- **ACTIVITY**
Check each line of the data below for the string "collected", then report how many lines have it and nothing else.

Saved entries
◆ ◆ ◆ ◆
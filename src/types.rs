use std::collections::BTreeMap;
use std::fmt;

use chrono::{DateTime, Utc};
use serde::{Deserialize, Serialize};

#[derive(Debug, Clone, Copy, PartialEq, Eq, Serialize, Deserialize)]
#[serde(rename_all = "snake_case")]
pub enum Role {
    System,
    User,
    Assistant,
}

impl Role {
    pub fn as_str(&self) -> &'static str {
        match self {
            Role::System => "system",
            Role::User => "user",
            Role::Assistant => "assistant",
        }
    }
}

impl fmt::Display for Role {
    fn fmt(&self, f: &mut fmt::Formatter<'_>) -> fmt::Result {
        f.write_str(self.as_str())
    }
}

#[derive(Debug, Clone, PartialEq, Serialize, Deserialize)]
pub struct Message {
    pub role: Role,
    pub content: String,
}

impl Message {
    pub fn system(text: impl Into<String>) -> Self {
        Self {
            role: Role::System,
            content: text.into(),
        }
    }

    pub fn user(text: impl Into<String>) -> Self {
        Self {
            role: Role::User,
            content: text.into(),
        }
    }

    pub fn assistant(text: impl Into<String>) -> Self {
        Self {
            role: Role::Assistant,
            content: text.into(),
        }
    }
}

/// Provider-agnostic completion request. Immutable once accepted by the
/// gateway; the pipeline only ever borrows it.
#[derive(Debug, Clone, Serialize, Deserialize)]
pub struct CompletionRequest {
    pub model: String,
    #[serde(default)]
    pub messages: Vec<Message>,
    #[serde(default, skip_serializing_if = "Option::is_none")]
    pub temperature: Option<f64>,
    #[serde(default, skip_serializing_if = "Option::is_none")]
    pub max_tokens: Option<u32>,
    #[serde(default)]
    pub stream: bool,
    #[serde(default, skip_serializing_if = "BTreeMap::is_empty")]
    pub metadata: BTreeMap<String, String>,
}

impl CompletionRequest {
    pub fn new(model: impl Into<String>, messages: Vec<Message>) -> Self {
        Self {
            model: model.into(),
            messages,
            temperature: None,
            max_tokens: None,
            stream: false,
            metadata: BTreeMap::new(),
        }
    }
}

#[derive(Debug, Clone, Copy, Default, PartialEq, Serialize, Deserialize)]
pub struct Usage {
    #[serde(default)]
    pub prompt_tokens: u32,
    #[serde(default)]
    pub completion_tokens: u32,
    #[serde(default)]
    pub total_tokens: u32,
    #[serde(default)]
    pub cost: f64,
}

#[derive(Debug, Clone, PartialEq, Serialize, Deserialize)]
pub struct CompletionResponse {
    pub id: String,
    pub model: String,
    pub provider: String,
    pub content: String,
    pub usage: Usage,
    pub finish_time: DateTime<Utc>,
}

/// One unit of a completion stream. Errors are not carried here; a stream
/// item is `Result<StreamChunk>`, so a terminal item is either `done = true`
/// or an `Err`.
#[derive(Debug, Clone, PartialEq, Serialize, Deserialize)]
pub struct StreamChunk {
    pub delta: String,
    pub done: bool,
}

impl StreamChunk {
    pub fn delta(text: impl Into<String>) -> Self {
        Self {
            delta: text.into(),
            done: false,
        }
    }

    pub fn done() -> Self {
        Self {
            delta: String::new(),
            done: true,
        }
    }
}

#[derive(Debug, Clone)]
pub struct CachedResponse {
    pub response: CompletionResponse,
    pub cached_at: DateTime<Utc>,
    pub original_model: String,
    pub similarity: f64,
}

#[derive(Debug, Clone)]
pub struct SearchResult {
    pub key: String,
    pub similarity: f64,
    pub data: Vec<u8>,
    pub indexed_at: DateTime<Utc>,
}

/// USD cost per 1K tokens for one model.
#[derive(Debug, Clone, Copy, Default, PartialEq)]
pub struct PricingConfig {
    pub input_cost_per_1k: f64,
    pub output_cost_per_1k: f64,
}
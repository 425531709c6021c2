use std::sync::Arc;
use std::time::Duration;

use axum::body::{to_bytes, Body};
use axum::http::{Request, StatusCode};
use serde_json::json;
use tower::util::ServiceExt;

use calcifer::config::CorsConfig;
use calcifer::utils::test_support::{
    sample_response, HashEmbedder, MemorySearch, ScriptedChunk, ScriptedProvider,
};
use calcifer::{
    CompletionRequest, CompletionResponse, CostCalculator, Gateway, GatewayHttpState, Message,
    PricingConfig, PricingRegistry, ProviderRegistry, RequestContext, SemanticCacheService,
    StreamChunk, DEFAULT_SIMILARITY_THRESHOLD,
};

struct Fixture {
    app: axum::Router,
    cache: Arc<SemanticCacheService>,
}

fn fixture(provider: ScriptedProvider, with_cache: bool) -> Fixture {
    let registry = Arc::new(ProviderRegistry::new());
    registry.register(Arc::new(provider)).unwrap();

    let pricing = Arc::new(PricingRegistry::new());
    pricing
        .register(
            "gpt-4",
            PricingConfig {
                input_cost_per_1k: 0.03,
                output_cost_per_1k: 0.06,
            },
        )
        .unwrap();

    let cache = Arc::new(SemanticCacheService::new(
        Arc::new(HashEmbedder),
        Arc::new(MemorySearch::new()),
        DEFAULT_SIMILARITY_THRESHOLD,
    ));

    let mut gateway = Gateway::new(registry, CostCalculator::new(pricing));
    if with_cache {
        gateway = gateway.with_cache(cache.clone());
    }

    let state = GatewayHttpState::new(Arc::new(gateway)).with_cors(CorsConfig::default());
    Fixture {
        app: calcifer::router(state),
        cache,
    }
}

fn completion_request(model: &str) -> CompletionRequest {
    CompletionRequest::new(model, vec![Message::user("Hello")])
}

fn post_completions(body: serde_json::Value) -> Request<Body> {
    Request::builder()
        .method("POST")
        .uri("/v1/completions")
        .header("content-type", "application/json")
        .body(Body::from(body.to_string()))
        .unwrap()
}

fn request_body(model: &str, stream: bool) -> serde_json::Value {
    json!({
        "model": model,
        "messages": [{"role": "user", "content": "Hello"}],
        "stream": stream
    })
}

#[tokio::test]
async fn health_reports_healthy() {
    let fx = fixture(ScriptedProvider::new("openai", vec!["gpt-4"]), false);

    let response = fx
        .app
        .oneshot(
            Request::builder()
                .method("GET")
                .uri("/health")
                .body(Body::empty())
                .unwrap(),
        )
        .await
        .unwrap();

    assert_eq!(response.status(), StatusCode::OK);
    let body = to_bytes(response.into_body(), usize::MAX).await.unwrap();
    let parsed: serde_json::Value = serde_json::from_slice(&body).unwrap();
    assert_eq!(parsed, json!({"status": "healthy"}));
}

#[tokio::test]
async fn buffered_miss_sets_miss_header_and_enriches_cost() {
    let mut upstream = sample_response("resp-1", "gpt-4", "Hi!");
    upstream.usage.prompt_tokens = 1000;
    upstream.usage.completion_tokens = 500;
    let fx = fixture(
        ScriptedProvider::new("openai", vec!["gpt-4"]).with_response(upstream),
        true,
    );

    let response = fx
        .app
        .oneshot(post_completions(request_body("gpt-4", false)))
        .await
        .unwrap();

    assert_eq!(response.status(), StatusCode::OK);
    assert_eq!(response.headers().get("x-calcifer-cache").unwrap(), "MISS");
    assert!(response.headers().get("x-calcifer-cache-similarity").is_none());
    assert!(response.headers().get("x-calcifer-cache-timestamp").is_none());
    assert!(response.headers().get("x-calcifer-cache-age").is_none());
    assert!(response.headers().get("x-trace-id").is_some());
    assert!(response.headers().get("x-request-id").is_some());

    let body = to_bytes(response.into_body(), usize::MAX).await.unwrap();
    let parsed: CompletionResponse = serde_json::from_slice(&body).unwrap();
    assert!((parsed.usage.cost - 0.06).abs() < 1e-9);
}

#[tokio::test]
async fn buffered_hit_sets_hit_headers_and_zero_cost() {
    let fx = fixture(ScriptedProvider::new("openai", vec!["gpt-4"]), true);

    let cx = RequestContext::new();
    let mut seeded = sample_response("resp-cached", "gpt-4", "Hi!");
    seeded.usage.cost = 0.0003;
    fx.cache
        .set(
            &cx,
            &completion_request("gpt-4"),
            &seeded,
            Duration::from_secs(60),
        )
        .await
        .unwrap();

    let response = fx
        .app
        .oneshot(post_completions(request_body("gpt-4", false)))
        .await
        .unwrap();

    assert_eq!(response.status(), StatusCode::OK);
    assert_eq!(response.headers().get("x-calcifer-cache").unwrap(), "HIT");

    let similarity = response
        .headers()
        .get("x-calcifer-cache-similarity")
        .unwrap()
        .to_str()
        .unwrap();
    assert_eq!(similarity.len(), 6, "expected 4 decimal places: {similarity}");
    assert!(similarity.parse::<f64>().unwrap() >= DEFAULT_SIMILARITY_THRESHOLD);

    let timestamp = response
        .headers()
        .get("x-calcifer-cache-timestamp")
        .unwrap()
        .to_str()
        .unwrap()
        .to_string();
    assert!(chrono::DateTime::parse_from_rfc3339(&timestamp).is_ok());

    let age: i64 = response
        .headers()
        .get("x-calcifer-cache-age")
        .unwrap()
        .to_str()
        .unwrap()
        .parse()
        .unwrap();
    assert!(age >= 0);

    let body = to_bytes(response.into_body(), usize::MAX).await.unwrap();
    let parsed: CompletionResponse = serde_json::from_slice(&body).unwrap();
    assert_eq!(parsed.id, "resp-cached");
    assert_eq!(parsed.usage.cost, 0.0);
}

#[tokio::test]
async fn cache_disabled_means_no_cache_headers() {
    let fx = fixture(
        ScriptedProvider::new("openai", vec!["gpt-4"])
            .with_response(sample_response("resp-1", "gpt-4", "Hi!")),
        false,
    );

    let response = fx
        .app
        .oneshot(post_completions(request_body("gpt-4", false)))
        .await
        .unwrap();

    assert_eq!(response.status(), StatusCode::OK);
    assert!(response.headers().get("x-calcifer-cache").is_none());
}

#[tokio::test]
async fn empty_model_is_bad_request() {
    let fx = fixture(ScriptedProvider::new("openai", vec!["gpt-4"]), false);

    let response = fx
        .app
        .oneshot(post_completions(request_body("", false)))
        .await
        .unwrap();

    assert_eq!(response.status(), StatusCode::BAD_REQUEST);
    let body = to_bytes(response.into_body(), usize::MAX).await.unwrap();
    let parsed: serde_json::Value = serde_json::from_slice(&body).unwrap();
    assert!(parsed["error"]["message"]
        .as_str()
        .unwrap()
        .contains("model"));
}

#[tokio::test]
async fn unroutable_model_is_internal_error() {
    let fx = fixture(ScriptedProvider::new("openai", vec!["gpt-4"]), false);

    let response = fx
        .app
        .oneshot(post_completions(request_body("unknown-model", false)))
        .await
        .unwrap();

    assert_eq!(response.status(), StatusCode::INTERNAL_SERVER_ERROR);
}

#[tokio::test]
async fn explicit_provider_header_bypasses_cache() {
    let fx = fixture(
        ScriptedProvider::new("openai", vec!["gpt-4"])
            .with_response(sample_response("resp-direct", "gpt-4", "direct")),
        true,
    );

    // Seed an entry that model routing would return.
    let cx = RequestContext::new();
    fx.cache
        .set(
            &cx,
            &completion_request("gpt-4"),
            &sample_response("resp-cached", "gpt-4", "cached"),
            Duration::from_secs(60),
        )
        .await
        .unwrap();

    let request = Request::builder()
        .method("POST")
        .uri("/v1/completions")
        .header("content-type", "application/json")
        .header("x-provider", "openai")
        .body(Body::from(request_body("gpt-4", false).to_string()))
        .unwrap();
    let response = fx.app.oneshot(request).await.unwrap();

    assert_eq!(response.status(), StatusCode::OK);
    assert!(response.headers().get("x-calcifer-cache").is_none());
    let body = to_bytes(response.into_body(), usize::MAX).await.unwrap();
    let parsed: CompletionResponse = serde_json::from_slice(&body).unwrap();
    assert_eq!(parsed.id, "resp-direct");
}

#[tokio::test]
async fn streaming_emits_sse_frames_without_cache_headers() {
    let fx = fixture(
        ScriptedProvider::new("openai", vec!["gpt-4"]).with_chunks(vec![
            ScriptedChunk::delta("The"),
            ScriptedChunk::delta(" sky"),
            ScriptedChunk::Done,
        ]),
        true,
    );

    let response = fx
        .app
        .oneshot(post_completions(request_body("gpt-4", true)))
        .await
        .unwrap();

    assert_eq!(response.status(), StatusCode::OK);
    assert_eq!(
        response.headers().get("content-type").unwrap(),
        "text/event-stream"
    );
    assert!(response.headers().get("x-calcifer-cache").is_none());

    let body = to_bytes(response.into_body(), usize::MAX).await.unwrap();
    let text = String::from_utf8(body.to_vec()).unwrap();
    let chunks: Vec<StreamChunk> = text
        .split("\n\n")
        .filter_map(|frame| frame.strip_prefix("data: "))
        .map(|data| serde_json::from_str(data).unwrap())
        .collect();

    assert_eq!(chunks.len(), 3);
    assert_eq!(chunks[0].delta, "The");
    assert_eq!(chunks[1].delta, " sky");
    assert!(chunks[2].done);
}

#[tokio::test]
async fn streaming_upstream_error_emits_error_event() {
    let fx = fixture(
        ScriptedProvider::new("openai", vec!["gpt-4"]).with_chunks(vec![
            ScriptedChunk::delta("partial"),
            ScriptedChunk::Error("upstream exploded".to_string()),
        ]),
        false,
    );

    let response = fx
        .app
        .oneshot(post_completions(request_body("gpt-4", true)))
        .await
        .unwrap();
    assert_eq!(response.status(), StatusCode::OK);

    let body = to_bytes(response.into_body(), usize::MAX).await.unwrap();
    let text = String::from_utf8(body.to_vec()).unwrap();
    assert!(text.contains("data: "));
    assert!(text.contains("event: error"));
    assert!(text.contains("upstream exploded"));
}

#[tokio::test]
async fn cors_preflight_is_answered_directly() {
    let fx = fixture(ScriptedProvider::new("openai", vec!["gpt-4"]), false);

    let request = Request::builder()
        .method("OPTIONS")
        .uri("/v1/completions")
        .header("origin", "http://example.com")
        .header("access-control-request-method", "POST")
        .body(Body::empty())
        .unwrap();
    let response = fx.app.oneshot(request).await.unwrap();

    assert_eq!(response.status(), StatusCode::NO_CONTENT);
    assert_eq!(
        response
            .headers()
            .get("access-control-allow-origin")
            .unwrap(),
        "http://example.com"
    );
    assert!(response
        .headers()
        .get("access-control-allow-methods")
        .is_some());
    assert_eq!(
        response
            .headers()
            .get("access-control-allow-credentials")
            .unwrap(),
        "true"
    );
}
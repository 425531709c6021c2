//! Calcifer - model-aware reverse proxy for LLM completion APIs.
//!
//! Clients send a provider-agnostic completion request naming only a model;
//! the gateway routes it to the right upstream provider, attaches real-time
//! USD cost from token accounting, and can short-circuit the upstream call
//! with a semantically similar cached response from a vector index.
//!
//! # Example
//!
//! ```rust,no_run
//! use std::sync::Arc;
//!
//! use calcifer::{
//!     CompletionRequest, CostCalculator, Gateway, Message, PricingRegistry,
//!     ProviderRegistry, RequestContext,
//! };
//! use calcifer::providers::EchoProvider;
//!
//! #[tokio::main]
//! async fn main() -> calcifer::Result<()> {
//!     let registry = Arc::new(ProviderRegistry::new());
//!     registry.register(Arc::new(EchoProvider::new()))?;
//!
//!     let pricing = Arc::new(PricingRegistry::new());
//!     let gateway = Gateway::new(registry, CostCalculator::new(pricing));
//!
//!     let cx = RequestContext::new();
//!     let request = CompletionRequest::new("echo4", vec![Message::user("Hello")]);
//!     let outcome = gateway.complete_by_model(&cx, &request).await?;
//!     println!("{}", outcome.response.content);
//!     Ok(())
//! }
//! ```

pub mod cache;
pub mod config;
pub mod context;
pub mod embedding;
mod error;
pub mod gateway;
pub mod pricing;
pub mod provider;
pub mod providers;
pub mod registry;
pub mod types;
pub mod utils;

pub use cache::{SemanticCacheService, SimilaritySearch, DEFAULT_SIMILARITY_THRESHOLD};
pub use context::RequestContext;
pub use embedding::EmbeddingGenerator;
pub use error::{CalciferError, Result};
pub use gateway::http::{router, GatewayHttpState};
pub use gateway::{CacheStatus, CompletionOutcome, Gateway};
pub use pricing::{CostCalculator, PricingRegistry};
pub use provider::{ChunkStream, Provider};
pub use registry::ProviderRegistry;
pub use types::{
    CachedResponse, CompletionRequest, CompletionResponse, Message, PricingConfig, Role,
    SearchResult, StreamChunk, Usage,
};
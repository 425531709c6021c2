pub mod echo;
pub mod openai;

pub use echo::EchoProvider;
pub use openai::{OpenAiConfig, OpenAiProvider};
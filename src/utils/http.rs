use serde::de::DeserializeOwned;

use crate::{CalciferError, Result};

pub(crate) async fn send_checked(req: reqwest::RequestBuilder) -> Result<reqwest::Response> {
    let response = req.send().await?;
    let status = response.status();
    if !status.is_success() {
        let body = response.text().await.unwrap_or_default();
        return Err(CalciferError::Api { status, body });
    }
    Ok(response)
}

pub(crate) async fn send_checked_json<T: DeserializeOwned>(
    req: reqwest::RequestBuilder,
) -> Result<T> {
    let response = send_checked(req).await?;
    Ok(response.json::<T>().await?)
}
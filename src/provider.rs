use async_trait::async_trait;
use futures_util::stream::{self, BoxStream};
use tokio::sync::mpsc;

use crate::context::RequestContext;
use crate::types::{CompletionRequest, CompletionResponse, StreamChunk};
use crate::Result;

pub type ChunkStream = BoxStream<'static, Result<StreamChunk>>;

/// A registered LLM backend: an identity plus buffered and streaming
/// completion calls. Implementations own their upstream client and never
/// compute cost; pricing is the gateway's concern.
#[async_trait]
pub trait Provider: Send + Sync {
    fn name(&self) -> &str;

    async fn complete(
        &self,
        cx: &RequestContext,
        request: &CompletionRequest,
    ) -> Result<CompletionResponse>;

    async fn stream(&self, cx: &RequestContext, request: &CompletionRequest)
        -> Result<ChunkStream>;

    fn is_model_supported(&self, model: &str) -> bool;

    fn supported_models(&self) -> Vec<String>;
}

/// Adapts the receiving half of a bridge channel into a [`ChunkStream`].
/// The stream closes when the producer task drops its sender.
pub(crate) fn channel_stream(rx: mpsc::Receiver<Result<StreamChunk>>) -> ChunkStream {
    Box::pin(stream::unfold(rx, |mut rx| async move {
        rx.recv().await.map(|item| (item, rx))
    }))
}
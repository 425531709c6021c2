pub mod openai;

use async_trait::async_trait;

use crate::context::RequestContext;
use crate::Result;

/// Produces fixed-dimension float vectors for semantic similarity. The
/// dimension is published so the vector index can be built against it.
#[async_trait]
pub trait EmbeddingGenerator: Send + Sync {
    fn name(&self) -> &str;

    fn dimension(&self) -> usize;

    async fn generate(&self, cx: &RequestContext, text: &str) -> Result<Vec<f64>>;
}

pub use openai::OpenAiEmbeddings;
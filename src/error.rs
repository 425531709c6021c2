use thiserror::Error;

#[derive(Debug, Error)]
pub enum CalciferError {
    #[error("invalid argument: {0}")]
    InvalidArgument(String),
    #[error("not found: {0}")]
    NotFound(String),
    #[error("provider {provider} failed: {source}")]
    Upstream {
        provider: String,
        #[source]
        source: Box<CalciferError>,
    },
    #[error("cache miss")]
    CacheMiss,
    #[error("request cancelled")]
    Cancelled,
    #[error("api error ({status}): {body}")]
    Api {
        status: reqwest::StatusCode,
        body: String,
    },
    #[error("http error: {0}")]
    Http(#[from] reqwest::Error),
    #[error("redis error: {0}")]
    Redis(#[from] redis::RedisError),
    #[error("failed to parse json: {0}")]
    Json(#[from] serde_json::Error),
    #[error("io error: {0}")]
    Io(#[from] std::io::Error),
    #[error("invalid response: {0}")]
    InvalidResponse(String),
}

impl CalciferError {
    pub fn is_cache_miss(&self) -> bool {
        matches!(self, Self::CacheMiss)
    }

    pub(crate) fn upstream(provider: impl Into<String>, source: CalciferError) -> Self {
        Self::Upstream {
            provider: provider.into(),
            source: Box::new(source),
        }
    }
}

pub type Result<T> = std::result::Result<T, CalciferError>;
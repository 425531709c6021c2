use std::time::Duration;

use futures_util::StreamExt;
use httpmock::prelude::*;
use serde_json::json;

use calcifer::providers::{OpenAiConfig, OpenAiProvider};
use calcifer::{CalciferError, CompletionRequest, Message, Provider, RequestContext};

fn provider_for(server: &MockServer) -> OpenAiProvider {
    OpenAiProvider::new(OpenAiConfig {
        api_key: "sk-test".to_string(),
        base_url: format!("{}/v1", server.base_url()),
        timeout_secs: 5,
        max_retries: 0,
    })
    .unwrap()
}

fn request() -> CompletionRequest {
    let mut request = CompletionRequest::new(
        "gpt-4",
        vec![Message::system("be brief"), Message::user("Hello")],
    );
    request.temperature = Some(0.2);
    request.max_tokens = Some(64);
    request
}

#[tokio::test]
async fn complete_translates_request_and_response() {
    let server = MockServer::start();
    let mock = server.mock(|when, then| {
        when.method(POST)
            .path("/v1/chat/completions")
            .header("authorization", "Bearer sk-test")
            .json_body_partial(
                json!({
                    "model": "gpt-4",
                    "messages": [
                        {"role": "system", "content": "be brief"},
                        {"role": "user", "content": "Hello"}
                    ],
                    "temperature": 0.2,
                    "max_tokens": 64
                })
                .to_string(),
            );
        then.status(200)
            .header("content-type", "application/json")
            .json_body(json!({
                "id": "chatcmpl-123",
                "model": "gpt-4-0613",
                "choices": [
                    {"message": {"role": "assistant", "content": "Hi there!"}}
                ],
                "usage": {
                    "prompt_tokens": 12,
                    "completion_tokens": 4,
                    "total_tokens": 16
                }
            }));
    });

    let provider = provider_for(&server);
    let cx = RequestContext::new();
    let response = provider.complete(&cx, &request()).await.unwrap();

    mock.assert();
    assert_eq!(response.id, "chatcmpl-123");
    assert_eq!(response.model, "gpt-4-0613");
    assert_eq!(response.provider, "openai");
    assert_eq!(response.content, "Hi there!");
    assert_eq!(response.usage.prompt_tokens, 12);
    assert_eq!(response.usage.completion_tokens, 4);
    assert_eq!(response.usage.total_tokens, 16);
    assert_eq!(response.usage.cost, 0.0);
}

#[tokio::test]
async fn upstream_error_status_is_surfaced() {
    let server = MockServer::start();
    server.mock(|when, then| {
        when.method(POST).path("/v1/chat/completions");
        then.status(429)
            .header("content-type", "application/json")
            .body("{\"error\":{\"message\":\"rate limited\"}}");
    });

    let provider = provider_for(&server);
    let cx = RequestContext::new();
    let err = provider.complete(&cx, &request()).await.unwrap_err();
    assert!(matches!(err, CalciferError::Api { status, .. } if status.as_u16() == 429));
}

#[tokio::test]
async fn stream_bridges_sse_chunks_in_order() {
    let server = MockServer::start();
    let sse_body = concat!(
        "data: {\"choices\":[{\"delta\":{\"content\":\"The\"},\"finish_reason\":null}]}\n\n",
        "data: {\"choices\":[{\"delta\":{\"content\":\" sky\"},\"finish_reason\":null}]}\n\n",
        "data: {\"choices\":[{\"delta\":{\"content\":\" is blue\"},\"finish_reason\":null}]}\n\n",
        "data: {\"choices\":[{\"delta\":{},\"finish_reason\":\"stop\"}]}\n\n",
        "data: [DONE]\n\n",
    );
    server.mock(|when, then| {
        when.method(POST)
            .path("/v1/chat/completions")
            .json_body_partial(json!({"stream": true}).to_string());
        then.status(200)
            .header("content-type", "text/event-stream")
            .body(sse_body);
    });

    let provider = provider_for(&server);
    let cx = RequestContext::new();
    let mut chunks = provider.stream(&cx, &request()).await.unwrap();

    let mut collected = Vec::new();
    while let Some(item) = chunks.next().await {
        collected.push(item.unwrap());
    }

    assert_eq!(collected.len(), 4);
    assert_eq!(collected[0].delta, "The");
    assert_eq!(collected[1].delta, " sky");
    assert_eq!(collected[2].delta, " is blue");
    assert!(!collected[2].done);
    assert!(collected[3].done);
    assert!(collected[3].delta.is_empty());
}

#[tokio::test]
async fn stream_consumer_cancellation_ends_the_bridge() {
    let server = MockServer::start();
    // Enough chunks that the bridge would outlive the consumer if it
    // ignored cancellation; the capacity-1 channel blocks it early.
    let mut body = String::new();
    for i in 0..200 {
        body.push_str(&format!(
            "data: {{\"choices\":[{{\"delta\":{{\"content\":\"w{i} \"}},\"finish_reason\":null}}]}}\n\n"
        ));
    }
    body.push_str("data: {\"choices\":[{\"delta\":{},\"finish_reason\":\"stop\"}]}\n\n");
    server.mock(|when, then| {
        when.method(POST).path("/v1/chat/completions");
        then.status(200)
            .header("content-type", "text/event-stream")
            .body(body);
    });

    let provider = provider_for(&server);
    let cx = RequestContext::new();
    let mut chunks = provider.stream(&cx, &request()).await.unwrap();

    let first = chunks.next().await.unwrap().unwrap();
    let second = chunks.next().await.unwrap().unwrap();
    assert!(!first.done && !second.done);

    cx.cancel();

    let trailing = tokio::time::timeout(Duration::from_millis(100), async {
        let mut live_chunks = 0;
        let mut cancelled_error = false;
        while let Some(item) = chunks.next().await {
            match item {
                Ok(_) => live_chunks += 1,
                Err(CalciferError::Cancelled) => cancelled_error = true,
                Err(other) => panic!("unexpected stream error: {other}"),
            }
        }
        (live_chunks, cancelled_error)
    })
    .await
    .expect("bridge did not close within 100ms of cancellation");

    assert!(trailing.0 <= 1, "got {} chunks after cancellation", trailing.0);
    let _ = trailing.1;
}

#[tokio::test]
async fn stream_without_finish_reason_closes_on_done_sentinel() {
    let server = MockServer::start();
    let sse_body = concat!(
        "data: {\"choices\":[{\"delta\":{\"content\":\"only\"},\"finish_reason\":null}]}\n\n",
        "data: [DONE]\n\n",
    );
    server.mock(|when, then| {
        when.method(POST).path("/v1/chat/completions");
        then.status(200)
            .header("content-type", "text/event-stream")
            .body(sse_body);
    });

    let provider = provider_for(&server);
    let cx = RequestContext::new();
    let mut chunks = provider.stream(&cx, &request()).await.unwrap();

    assert_eq!(chunks.next().await.unwrap().unwrap().delta, "only");
    assert!(chunks.next().await.is_none());
}

#[tokio::test]
async fn buffered_call_retries_transport_errors() {
    // A connection to a closed port fails at the transport layer; with
    // max_retries the adapter retries the same request before giving up.
    let provider = OpenAiProvider::new(OpenAiConfig {
        api_key: "sk-test".to_string(),
        base_url: "http://127.0.0.1:1/v1".to_string(),
        timeout_secs: 1,
        max_retries: 1,
    })
    .unwrap();

    let cx = RequestContext::new();
    let err = provider.complete(&cx, &request()).await.unwrap_err();
    assert!(matches!(err, CalciferError::Http(_)));
}
//! Router configuration for the HTTP API.
//!
//! This module sets up all routes, middleware (CORS, compression, tracing,
//! body limit), and creates the axum router ready for serving.

use axum::{extract::DefaultBodyLimit, routing::get, Router};
use tower::ServiceBuilder;
use tower_http::{
    compression::CompressionLayer,
    cors::{Any, CorsLayer},
    trace::TraceLayer,
};

use super::handlers;
use super::state::AppState;

/// Request body limit used by [`create_router`].
pub const DEFAULT_BODY_LIMIT: usize = 1024 * 1024;

/// Create the main application router with the default body limit.
pub fn create_router(state: AppState) -> Router {
    create_router_with_limit(state, DEFAULT_BODY_LIMIT)
}

/// Create the application router, rejecting request bodies over `body_limit` bytes.
pub fn create_router_with_limit(state: AppState, body_limit: usize) -> Router {
    // The UI is served from another origin.
    let cors = CorsLayer::new()
        .allow_origin(Any)
        .allow_methods(Any)
        .allow_headers(Any);

    Router::new()
        .route("/health", get(handlers::health_check))
        .route(
            "/api/persons",
            get(handlers::list_persons).post(handlers::create_person),
        )
        .route(
            "/api/persons/{id}",
            get(handlers::get_person)
                .put(handlers::update_person)
                .delete(handlers::delete_person),
        )
        .route("/api/persons/email/{email}", get(handlers::get_person_by_email))
        .route("/api/persons/search/lastname", get(handlers::search_by_last_name))
        .route("/api/persons/filter/age", get(handlers::filter_by_age))
        .layer(
            ServiceBuilder::new()
                .layer(TraceLayer::new_for_http())
                .layer(cors)
                .layer(CompressionLayer::new())
                .layer(DefaultBodyLimit::max(body_limit)),
        )
        .with_state(state)
}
◆ ◆ ◆ ◆
- **EXERCISE OUTPUT**
9